Though the numbers seem impressive the majority of the SMEs suffer from undercapitalized, underserved and underdeveloped resources in terms of technology tools and human capital that is required for running the businesses. Cloud computing has changed the game, offering SMEs the opportunity to rope-in applications and development platforms at an enterprise-level without the blended above-board capital expense or intricate technology roll-out. Models based on utility especially the utility-based model of computing is beneficial for SMEs, not only from a cost control point of view, but also to permitting them to work with services on a smaller scale at first before ramping up into full fledged deployment. By doing so the entry barriers to adoption of computing is significantly reduced. Applications hosted in the cloud environment also ensure business continuity because of the inherent characteristic of redundancy of data storage and possible data loss in an event of a disaster, a tough lesson we have admonished several times in recent months.
Recent research highlights that the adoption rate of computing by SMEs is unhurried despite the potential for cloud computing being evident.

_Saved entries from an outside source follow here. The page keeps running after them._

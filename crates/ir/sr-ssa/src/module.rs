//! Modules, functions, blocks and globals

use crate::{BlockId, Constant, FunctionId, GlobalId, Instruction, LocalId, Terminator, Type};
use indexmap::IndexMap;
use rustc_hash::FxHashSet;
use serde::{Deserialize, Serialize};

/// Function holding a module's top-level code
pub const ENTRY_FUNCTION: &str = "__global__";

/// Symbol visibility
#[derive(Debug, Clone, Copy, Default, PartialEq, Eq, Hash, Serialize, Deserialize)]
pub enum Linkage {
    /// Visible to other modules
    #[default]
    External,
    /// Local to the module
    Internal,
    /// Local to the module and absent from the symbol table
    Private,
}

/// Compilation unit
#[derive(Debug, Clone, PartialEq)]
pub struct Module {
    /// Module identifier
    pub name: String,
    /// Named struct types and their fields, in declaration order
    pub struct_types: IndexMap<String, Vec<Type>>,
    /// Global data objects
    pub globals: Vec<Global>,
    /// Functions in definition order
    pub functions: Vec<Function>,
}

/// Module-level data object
#[derive(Debug, Clone, PartialEq)]
pub struct Global {
    /// Symbol name
    pub name: String,
    /// Type of the stored value
    pub ty: Type,
    /// Initial value
    pub initializer: Constant,
    /// Whether the object is read-only
    pub constant: bool,
    /// Visibility
    pub linkage: Linkage,
    /// Whether the address is insignificant (`unnamed_addr`)
    pub unnamed_addr: bool,
}

/// Function parameter
#[derive(Debug, Clone, PartialEq, Eq)]
pub struct Param {
    /// Register name
    pub name: String,
    /// Parameter type
    pub ty: Type,
}

/// Instruction result register
#[derive(Debug, Clone, PartialEq, Eq)]
pub struct Local {
    /// Register name, unique in the function
    pub name: String,
    /// Result type
    pub ty: Type,
}

/// A function definition, or a declaration when it has no blocks
#[derive(Debug, Clone, PartialEq)]
pub struct Function {
    /// Symbol name
    pub name: String,
    /// Parameters
    pub params: Vec<Param>,
    /// Return type
    pub return_type: Type,
    /// Visibility
    pub linkage: Linkage,
    /// Basic blocks; the first is the entry block
    pub blocks: Vec<BasicBlock>,
    /// Instruction result registers
    pub locals: Vec<Local>,
    /// Every name used by a parameter, register or block label
    names: FxHashSet<String>,
}

/// Straight-line instruction sequence
#[derive(Debug, Clone, PartialEq)]
pub struct BasicBlock {
    /// Label, unique in the function
    pub label: String,
    /// Instructions in order
    pub instructions: Vec<Instruction>,
    /// Control transfer ending the block, once emitted
    pub terminator: Option<Terminator>,
}

impl Module {
    /// Creates an empty module
    pub fn new(name: impl Into<String>) -> Self {
        Self {
            name: name.into(),
            struct_types: IndexMap::new(),
            globals: Vec::new(),
            functions: Vec::new(),
        }
    }

    /// Function by id
    pub fn function(&self, id: FunctionId) -> Option<&Function> {
        self.functions.get(id.0 as usize)
    }

    /// Global by id
    pub fn global(&self, id: GlobalId) -> Option<&Global> {
        self.globals.get(id.0 as usize)
    }

    /// Function id by symbol name
    pub fn function_by_name(&self, name: &str) -> Option<FunctionId> {
        self.functions
            .iter()
            .position(|function| function.name == name)
            .map(|index| FunctionId(index as u32))
    }

    /// Global id by symbol name
    pub fn global_by_name(&self, name: &str) -> Option<GlobalId> {
        self.globals
            .iter()
            .position(|global| global.name == name)
            .map(|index| GlobalId(index as u32))
    }

    /// Whether a function or global already uses `name`
    pub fn symbol_exists(&self, name: &str) -> bool {
        self.function_by_name(name).is_some() || self.global_by_name(name).is_some()
    }

    /// Type of element `index` of an aggregate type
    pub fn element_type(&self, aggregate: &Type, index: u64) -> Option<Type> {
        match aggregate {
            Type::Array { element, len } if index < *len => Some((**element).clone()),
            Type::Struct(fields) => fields.get(index as usize).cloned(),
            Type::Named(name) => self.struct_types.get(name)?.get(index as usize).cloned(),
            _ => None,
        }
    }

    /// Number of elements of an aggregate type
    pub fn element_count(&self, aggregate: &Type) -> Option<u64> {
        match aggregate {
            Type::Array { len, .. } => Some(*len),
            Type::Struct(fields) => Some(fields.len() as u64),
            Type::Named(name) => self.struct_types.get(name).map(|fields| fields.len() as u64),
            _ => None,
        }
    }
}

impl Function {
    /// Creates a function without blocks
    pub fn new(
        name: impl Into<String>,
        params: Vec<Param>,
        return_type: Type,
        linkage: Linkage,
    ) -> Self {
        let names = params.iter().map(|param| param.name.clone()).collect();
        Self {
            name: name.into(),
            params,
            return_type,
            linkage,
            blocks: Vec::new(),
            locals: Vec::new(),
            names,
        }
    }

    /// Whether the function is only declared
    pub fn is_declaration(&self) -> bool {
        self.blocks.is_empty()
    }

    /// Block by id
    pub fn block(&self, id: BlockId) -> Option<&BasicBlock> {
        self.blocks.get(id.0 as usize)
    }

    /// Register by id
    pub fn local(&self, id: LocalId) -> Option<&Local> {
        self.locals.get(id.0 as usize)
    }

    /// Claims a function-unique name derived from `base`.
    ///
    /// Registers and labels share one namespace; a taken name gets a
    /// `.N` suffix.
    pub fn claim_name(&mut self, base: &str) -> String {
        let base = if base.is_empty() { "tmp" } else { base };
        if self.names.insert(base.to_string()) {
            return base.to_string();
        }
        let mut suffix = 1_u32;
        loop {
            let candidate = format!("{base}.{suffix}");
            if self.names.insert(candidate.clone()) {
                return candidate;
            }
            suffix += 1;
        }
    }

    /// Blocks branching to `target`, in block order, one entry per edge source
    pub fn predecessors(&self, target: BlockId) -> Vec<BlockId> {
        self.blocks
            .iter()
            .enumerate()
            .filter(|(_, block)| {
                block
                    .terminator
                    .as_ref()
                    .is_some_and(|terminator| terminator.successors().contains(&target))
            })
            .map(|(index, _)| BlockId(index as u32))
            .collect()
    }
}

impl BasicBlock {
    /// Creates an empty, unterminated block
    pub fn new(label: impl Into<String>) -> Self {
        Self {
            label: label.into(),
            instructions: Vec::new(),
            terminator: None,
        }
    }
}

#[cfg(test)]
mod tests {
    use super::*;

    #[test]
    fn test_claim_name_suffixes_collisions() {
        let mut function = Function::new(
            "f",
            vec![Param {
                name: "a".into(),
                ty: Type::I32,
            }],
            Type::Void,
            Linkage::External,
        );
        assert_eq!(function.claim_name("a"), "a.1");
        assert_eq!(function.claim_name("entry"), "entry");
        assert_eq!(function.claim_name("entry"), "entry.1");
        assert_eq!(function.claim_name(""), "tmp");
    }

    #[test]
    fn test_element_type_of_named_struct() {
        let mut module = Module::new("m");
        module
            .struct_types
            .insert("P".into(), vec![Type::I32, Type::Float]);
        assert_eq!(
            module.element_type(&Type::Named("P".into()), 1),
            Some(Type::Float)
        );
        assert_eq!(module.element_type(&Type::Named("P".into()), 2), None);
        assert_eq!(module.element_count(&Type::array(Type::I32, 4)), Some(4));
    }
}
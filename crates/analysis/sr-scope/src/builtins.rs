//! Builtin registry

use crate::scope::{ScopeId, ScopeTree};
use crate::symbol::{Literal, Symbol};
use tracing::trace;

/// Builtin type names
pub const BUILTIN_TYPES: [&str; 6] = ["int", "float", "str", "bool", "Any", "NoneType"];

/// Builtin constants with their type and value
pub const BUILTIN_CONSTANTS: [(&str, &str, Literal); 3] = [
    ("True", "bool", Literal::Bool(true)),
    ("False", "bool", Literal::Bool(false)),
    ("None", "NoneType", Literal::None),
];

/// Declares the builtin types and constants in `scope`.
///
/// Names already present are left alone, so seeding twice is harmless.
pub fn seed<S>(tree: &mut ScopeTree<S>, scope: ScopeId<S>) {
    let types = BUILTIN_TYPES.into_iter().map(Symbol::type_name);
    let constants = BUILTIN_CONSTANTS
        .into_iter()
        .map(|(name, ty, literal)| Symbol::constant(name, ty, literal));
    for symbol in types.chain(constants) {
        // An existing declaration wins
        if let Err(error) = tree.insert_into(scope, symbol) {
            trace!(%error, "builtin already declared");
        }
    }
}

#[cfg(test)]
mod tests {
    use super::*;
    use crate::symbol::SymbolKind;

    #[test]
    fn test_builtins_are_seeded() {
        let tree: ScopeTree = ScopeTree::with_builtins("global");
        for name in BUILTIN_TYPES {
            let symbol = tree.lookup(name).unwrap();
            assert_eq!(symbol.kind, SymbolKind::Type);
        }
        let none = tree.lookup("None").unwrap();
        assert_eq!(none.ty, "NoneType");
        assert_eq!(none.literal, Some(Literal::None));
        assert!(!tree.lookup("True").unwrap().mutable);
    }

    #[test]
    fn test_seeding_is_idempotent() {
        let mut tree: ScopeTree = ScopeTree::with_builtins("global");
        let root = tree.root();
        seed(&mut tree, root);
        assert_eq!(tree.scope(root).symbols.len(), 9);
    }

    #[test]
    fn test_trees_are_independent() {
        let mut first: ScopeTree = ScopeTree::with_builtins("global");
        let second: ScopeTree = ScopeTree::with_builtins("global");
        first.insert(Symbol::variable("x", "int")).unwrap();
        assert!(second.lookup("x").is_none());
    }
}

For sake a Microsoft sponsored Springboard survey affirms that while more and more Asian businesses are entwining cloud services, SMEs are dawdling behind their enterprise cousins. That is, around 62% of organisations having PCs more than 500 have either implemented or are planning to implement the cloud infrastructure. Contrariwise, 68% of firms with less than 50 PCs have no plans to implement the cloud infrastructure.
Hence efforts should be made to advance the potential for the cloud across the region, especially for SMEs. The effort should be in terms of fostering the right framework both regulatory and policy that will definitely augment confidence, trust and certainty to vendors and customers.
About Guest Author: Nikhil Agrawal is a Web Consultant and Entrepreneur with substantial experience in building online businesses and developing web applications. He also specializes in Consulting and Strategies for web infrastructure and VPS technologies.